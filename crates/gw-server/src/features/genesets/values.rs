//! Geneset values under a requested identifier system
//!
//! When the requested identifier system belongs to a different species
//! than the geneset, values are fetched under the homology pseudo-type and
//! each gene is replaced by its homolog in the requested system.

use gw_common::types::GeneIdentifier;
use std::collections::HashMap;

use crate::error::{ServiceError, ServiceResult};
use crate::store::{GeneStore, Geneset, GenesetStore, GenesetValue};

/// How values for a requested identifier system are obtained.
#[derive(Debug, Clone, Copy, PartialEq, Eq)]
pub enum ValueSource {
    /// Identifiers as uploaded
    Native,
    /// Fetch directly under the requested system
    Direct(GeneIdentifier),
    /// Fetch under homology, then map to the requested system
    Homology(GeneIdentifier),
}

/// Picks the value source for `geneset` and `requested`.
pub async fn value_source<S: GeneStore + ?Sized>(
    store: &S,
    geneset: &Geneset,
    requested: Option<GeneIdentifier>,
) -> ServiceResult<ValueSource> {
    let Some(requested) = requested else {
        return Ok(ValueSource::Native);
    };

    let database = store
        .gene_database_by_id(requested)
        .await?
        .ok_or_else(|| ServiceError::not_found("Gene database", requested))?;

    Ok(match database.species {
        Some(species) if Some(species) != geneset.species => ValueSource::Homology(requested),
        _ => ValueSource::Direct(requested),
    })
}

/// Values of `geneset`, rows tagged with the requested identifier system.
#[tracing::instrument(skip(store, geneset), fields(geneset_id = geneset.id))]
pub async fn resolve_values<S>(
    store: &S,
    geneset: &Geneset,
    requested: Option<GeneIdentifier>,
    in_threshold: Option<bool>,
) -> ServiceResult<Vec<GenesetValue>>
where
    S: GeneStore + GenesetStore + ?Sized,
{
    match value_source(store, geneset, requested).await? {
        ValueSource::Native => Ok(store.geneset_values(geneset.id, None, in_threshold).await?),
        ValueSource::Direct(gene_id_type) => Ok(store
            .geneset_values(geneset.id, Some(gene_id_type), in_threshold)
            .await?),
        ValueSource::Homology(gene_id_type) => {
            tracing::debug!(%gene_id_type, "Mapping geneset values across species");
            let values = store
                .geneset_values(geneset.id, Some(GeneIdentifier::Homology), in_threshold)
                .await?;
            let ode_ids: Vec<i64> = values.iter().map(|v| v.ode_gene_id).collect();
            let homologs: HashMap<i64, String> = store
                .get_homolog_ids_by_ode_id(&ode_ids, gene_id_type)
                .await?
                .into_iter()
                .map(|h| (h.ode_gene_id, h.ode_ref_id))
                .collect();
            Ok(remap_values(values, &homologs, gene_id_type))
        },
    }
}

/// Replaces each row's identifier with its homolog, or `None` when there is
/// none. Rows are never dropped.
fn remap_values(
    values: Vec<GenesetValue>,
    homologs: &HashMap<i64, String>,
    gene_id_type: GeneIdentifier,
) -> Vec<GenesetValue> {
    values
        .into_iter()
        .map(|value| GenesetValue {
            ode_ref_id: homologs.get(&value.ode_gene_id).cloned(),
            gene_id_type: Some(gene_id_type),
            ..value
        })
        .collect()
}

--------

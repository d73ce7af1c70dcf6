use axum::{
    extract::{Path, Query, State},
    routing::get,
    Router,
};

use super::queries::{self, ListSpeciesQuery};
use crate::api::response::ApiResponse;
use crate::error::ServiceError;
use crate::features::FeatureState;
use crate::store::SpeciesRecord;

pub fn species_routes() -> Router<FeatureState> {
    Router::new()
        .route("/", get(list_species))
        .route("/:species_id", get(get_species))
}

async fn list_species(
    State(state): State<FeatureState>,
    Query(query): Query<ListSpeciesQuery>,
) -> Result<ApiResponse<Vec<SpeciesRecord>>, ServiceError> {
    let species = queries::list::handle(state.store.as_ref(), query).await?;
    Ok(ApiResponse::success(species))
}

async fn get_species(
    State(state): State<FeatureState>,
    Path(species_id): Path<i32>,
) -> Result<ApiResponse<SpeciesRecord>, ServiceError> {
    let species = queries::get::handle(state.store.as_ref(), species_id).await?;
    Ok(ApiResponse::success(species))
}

--------

— TASK DIRECTIONS —
The task calls for every line of the material that contains the string "GeneStore".

— WRITTEN ANSWER —
use crate::store::{GeneStore, Geneset, GenesetStore, GenesetValue};
pub async fn value_source<S: GeneStore + ?Sized>(
    S: GeneStore + GenesetStore + ?Sized,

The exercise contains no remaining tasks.